Although the results of voting for local positions are only expected to be known hours after polling closes on Monday, most eyes are already fixed on the race for senatorial seats. The outcome of this race could tip the balance even more solidly in favour of the Philippines’ strong-armed leader President Rodrigo Roa Duterte.

The senate has historically been more independent than the House of Representatives which is now filled with Duterte’s allies. However, winning a majority in the senate may enable Duterte to change the country’s constitution and gain legislative support for his proposal in bringing back the death penalty which had been abolished in 2006. It could also possibly mean that Duterte could seek re-election in 2022, should the single-term limit for the presidency be amended.

Media site Rappler quotes Antonio La Viña, the former Dean of the Ateneo University School of Government as saying, “This could be a watershed moment in Philippine politics and governance, the final step of consolidation by the Duterte family of its dominance over the political elite.”

So far, among the administration’s senatorial bets, eight are ranking high in election surveys, including Imee Marcos, daughter of deposed former President Ferdinand Marcos, and Ronald “Bato” Dela Rosa, who had been the national police chief, and a chief proponent of the President’s bloody “war on drugs.”

Should President Duterte succeed in filling the senate with allies, analysts fear a silencing of opposing positions to the controversial drug war, his policies towards China, and heightened attacks on the Philippine press, Rappler reports.

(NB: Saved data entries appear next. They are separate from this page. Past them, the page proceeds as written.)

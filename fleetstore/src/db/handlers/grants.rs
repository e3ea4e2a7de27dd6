//! Access-grant tables shared by clouds, models and cloud credentials.
//!
//! Each relation lives in its own join table keyed by (object id, identity name) with an
//! `access` column. "No access" is never stored: revoking deletes the row.

use std::collections::HashMap;

use chrono::{DateTime, Utc};
use sqlx::{FromRow, PgConnection};

use crate::db::handlers::identities::{ensure_identity, load_identities_by_names};
use crate::db::merge::{MergeOutcome, OnConflict, merge_row};
use crate::db::models::access::{AccessGrant, AccessLevel};
use crate::db::preload::PreloadGraph;

/// Which object an access relation points at.
#[derive(Debug, Clone, Copy, PartialEq, Eq)]
pub(crate) enum GrantTable {
    Cloud,
    Model,
    CloudCredential,
}

impl GrantTable {
    fn table(&self) -> &'static str {
        match self {
            GrantTable::Cloud => "identity_cloud_access",
            GrantTable::Model => "identity_model_access",
            GrantTable::CloudCredential => "identity_cloud_credential_access",
        }
    }

    fn object_column(&self) -> &'static str {
        match self {
            GrantTable::Cloud => "cloud_id",
            GrantTable::Model => "model_id",
            GrantTable::CloudCredential => "cloud_credential_id",
        }
    }

    fn last_connection_column(&self) -> &'static str {
        match self {
            GrantTable::Model => "last_connection",
            _ => "NULL::timestamptz",
        }
    }
}

#[derive(Debug, FromRow)]
struct GrantRow {
    object_id: i64,
    identity_name: String,
    access: AccessLevel,
    last_connection: Option<DateTime<Utc>>,
    created_at: DateTime<Utc>,
    updated_at: DateTime<Utc>,
}

/// A grant seen from the identity's side.
#[derive(Debug, Clone, FromRow)]
pub(crate) struct IdentityGrant {
    pub object_id: i64,
    pub access: AccessLevel,
    pub last_connection: Option<DateTime<Utc>>,
}

/// Grants for each of `object_ids`, ordered by identity name.
pub(crate) async fn load_grants(
    conn: &mut PgConnection,
    table: GrantTable,
    object_ids: &[i64],
    graph: &PreloadGraph,
) -> sqlx::Result<HashMap<i64, Vec<AccessGrant>>> {
    if object_ids.is_empty() {
        return Ok(HashMap::new());
    }

    let sql = format!(
        "SELECT {object} AS object_id, identity_name, access, {last_connection} AS last_connection, created_at, updated_at
         FROM {table}
         WHERE {object} = ANY($1)
         ORDER BY {object}, identity_name",
        object = table.object_column(),
        last_connection = table.last_connection_column(),
        table = table.table(),
    );
    let rows = sqlx::query_as::<_, GrantRow>(&sql)
        .bind(object_ids)
        .fetch_all(&mut *conn)
        .await?;

    let mut identities = HashMap::new();
    if graph.contains("identity") {
        let mut names: Vec<String> = rows.iter().map(|r| r.identity_name.clone()).collect();
        names.sort();
        names.dedup();
        for identity in load_identities_by_names(&mut *conn, &names).await? {
            identities.insert(identity.name.clone(), identity);
        }
    }

    let mut grants: HashMap<i64, Vec<AccessGrant>> = HashMap::new();
    for row in rows {
        let identity = identities.get(&row.identity_name).cloned();
        grants.entry(row.object_id).or_default().push(AccessGrant {
            identity_name: row.identity_name,
            access: row.access,
            last_connection: row.last_connection,
            created_at: row.created_at,
            updated_at: row.updated_at,
            identity,
        });
    }
    Ok(grants)
}

/// Grants held by `identity_name` in `table`, ordered by object id.
pub(crate) async fn load_identity_grants(
    conn: &mut PgConnection,
    table: GrantTable,
    identity_name: &str,
) -> sqlx::Result<Vec<IdentityGrant>> {
    let sql = format!(
        "SELECT {object} AS object_id, access, {last_connection} AS last_connection
         FROM {table}
         WHERE identity_name = $1
         ORDER BY {object}",
        object = table.object_column(),
        last_connection = table.last_connection_column(),
        table = table.table(),
    );
    sqlx::query_as::<_, IdentityGrant>(&sql)
        .bind(identity_name)
        .fetch_all(conn)
        .await
}

/// Insert a grant, or update only its access level and timestamp if one exists.
///
/// The identity is created on first reference with `default_access`.
pub(crate) async fn merge_grant(
    conn: &mut PgConnection,
    table: GrantTable,
    object_id: i64,
    identity_name: &str,
    access: AccessLevel,
    default_access: AccessLevel,
) -> sqlx::Result<MergeOutcome> {
    ensure_identity(&mut *conn, identity_name, default_access).await?;

    let insert_sql = format!(
        "INSERT INTO {table} ({object}, identity_name, access) VALUES ($1, $2, $3)",
        table = table.table(),
        object = table.object_column(),
    );
    let update_sql = format!(
        "UPDATE {table} SET access = $3, updated_at = NOW()
         WHERE {object} = $1 AND identity_name = $2 AND access IS DISTINCT FROM $3",
        table = table.table(),
        object = table.object_column(),
    );

    let insert = sqlx::query(&insert_sql).bind(object_id).bind(identity_name).bind(access);
    let update = sqlx::query(&update_sql).bind(object_id).bind(identity_name).bind(access);
    merge_row(conn, insert, OnConflict::Update(update)).await
}

/// Delete a grant. Returns whether a row was removed.
pub(crate) async fn revoke_grant(
    conn: &mut PgConnection,
    table: GrantTable,
    object_id: i64,
    identity_name: &str,
) -> sqlx::Result<bool> {
    let sql = format!(
        "DELETE FROM {table} WHERE {object} = $1 AND identity_name = $2",
        table = table.table(),
        object = table.object_column(),
    );
    let result = sqlx::query(&sql)
        .bind(object_id)
        .bind(identity_name)
        .execute(conn)
        .await?;
    Ok(result.rows_affected() > 0)
}

/// Set or clear a grant. `None` removes the row.
pub(crate) async fn set_grant(
    conn: &mut PgConnection,
    table: GrantTable,
    object_id: i64,
    identity_name: &str,
    access: Option<AccessLevel>,
    default_access: AccessLevel,
) -> sqlx::Result<()> {
    match access {
        Some(access) => {
            merge_grant(conn, table, object_id, identity_name, access, default_access).await?;
        }
        None => {
            revoke_grant(conn, table, object_id, identity_name).await?;
        }
    }
    Ok(())
}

As political science Professor Dennis Coronacion told the Philippine Star,

“In the event that President Duterte’s allies dominate the Senate, it’s very likely that the institution will lose its touted independence. The worst case scenario is when the Senate becomes a rubber stamp for the executive.”

Veteran journalist Inday Espina-Varona put it simply, “This is at stake. The INDEPENDENCE of the Senate.”

However, a surprise win for opposition senatorial bets may be pulled off by the country’s youth. Mock polls in universities and colleges have consistently shown that young Filipinos heavily favour opposition and independent candidates.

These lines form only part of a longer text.